Deutsche Telekom, a leading global telecommunications company, needed a sophisticated Design System to support the design of numerous digital products across teams and brands. It must reflect the unique Telekom brand, enhance collaboration between design and development teams, improve consistency, reduce costs, while speeding up time-to-market.
The team consisted of four designers, I was the senior designer supporting the design lead. We had weekly check-ins with the Deutsche Telekom head of design to present work and implement feedback. I helped design and implement the following deliverables:
The Challenge
  • The existing system was outdated and hard to use, it was therefore thoroughly dismissed by internal and external teams.
  • The Design System needed to be built to efficiently support multiple brands.
  • Complex components and detailed documentation was required.
  • The system needed to support 18 colour schemes.
Images below show the old Deutsche Telekom component libraries, button component and use of semantic tokens:
The Solution
Using design tokens, variables, colour modes and library swapping in Figma to create a flexible, scalable, and easy to use Multi-Brand Design System.
Library Methodology
The overarching structure and tokenisation of different libraries must be consistent, it allows for seamless component and library swaps between brands (the user only need copy and paste components across). The number, names and structure of tokens remain identical across all brands, only the values change.
Video example showing a Deutsche Telekom library swap in action.
Design Tokens and Variable Setup
The old Deutsche Telekom semantic token set up was overly complicated and hard to use, with much duplication and a huge amount of tokens to choose from. The Design System did not use variables.
Old complicated token set up
New simplified variables, adaptable via layer modes
We have replaced this with a simple set of semantic tokens that designers can use to style their pages and components. It includes colours, layout, sizing, spacing, typography, border radius and elevation variables.
This variable set can adapt (using layer modes) to different
light/dark modes, colour schemes and breakpoints. The variables are linked to a JSON file which is integrated with the codebase, this setup allows for seamless synchronisation between design and development.
The foundations variable set can adapt (using layer modes) to different colour schemes to suit the brand. The Design System created from Deutsche Telekom has three primary colour schemes (white, black and magenta) and fifteen secondary colour schemes to support.
Layer Modes and Colour Schemes
Below is an example of the button component moving across colour schemes and reacting according to its pre-defined colour variables.
Components
When building Components, we wanted to make them as easy to use and as flexible as possible for the designers to implement.
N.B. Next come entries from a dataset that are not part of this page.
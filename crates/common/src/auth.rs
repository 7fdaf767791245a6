mod canonical;
mod replay_window;
mod signature;
mod traits;

pub use canonical::*;
pub use replay_window::*;
pub use signature::*;
pub use traits::*;

#[cfg(any(test, feature = "testing"))]
pub use traits::MockSignatureService;
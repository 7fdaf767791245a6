use crate::domain::BatchWorker;
use common::domain::WorkerControl;
use std::sync::Arc;
use tokio_util::sync::CancellationToken;
use tracing::{debug, info};

/// Runner module owning the batch worker's lifetime.
///
/// The worker can also be started and stopped at runtime through
/// [`WorkerControl`]; on shutdown it is always stopped and awaited.
pub struct TelemetryWorker {
    worker: Arc<BatchWorker>,
    autostart: bool,
}

impl TelemetryWorker {
    pub fn new(worker: Arc<BatchWorker>, autostart: bool) -> Self {
        debug!(autostart, "Initializing telemetry worker module");
        Self { worker, autostart }
    }

    pub fn control(&self) -> Arc<dyn WorkerControl> {
        self.worker.clone()
    }

    pub fn into_runner_process(
        self,
    ) -> impl FnOnce(
        CancellationToken,
    ) -> std::pin::Pin<
        Box<dyn std::future::Future<Output = anyhow::Result<()>> + Send>,
    > {
        move |ctx| {
            Box::pin(async move {
                if self.autostart {
                    self.worker.start().await?;
                }

                ctx.cancelled().await;
                info!("stopping telemetry worker");
                self.worker.shutdown().await;
                Ok(())
            })
        }
    }
}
The old components were over-engineered and tried to address every possible functionality (which due to Figma’s current limitation is not possible).
Reduce Complexity
The table below is an example of how complicated the components had been built, designers were just disregarding them and creating their own from scratch.
We re-built the table to be centred around the actual workflow of designers, placing simplicity and flexibility at the heart of the design. Fewer options and more freedom at the same time.
Enable Flexibility
Consistency is a key objective, one that is often lost through designers detaching and creating new components. We therefore incorporated a fillable slot into several components that could to be amended to suit its specific use case, allowing designers to drop in bespoke elements. Ensuring consistency and allowing flexibility.
The Power of Variables
See a page mockup respond across breakpoint and colour scheme with the correct application of variables.
Components and Interactive States
Fifty complex components were built to create an extensive and detailed component library, ensuring components for all Deutsche Telekom digital products were covered. Below is an example of some of these components along with their interactive states.
Documentation and Guidelines
Detailed documentation was provided for every part of the Design System from component creation guidelines, foundational elements and the components themselves.
For every component we outlined use directives, behaviour, colour schemes, component variants, examples and accessibility guidelines to provide the designers with as much resources as possible for them to be successful. See the Tag documentation example below.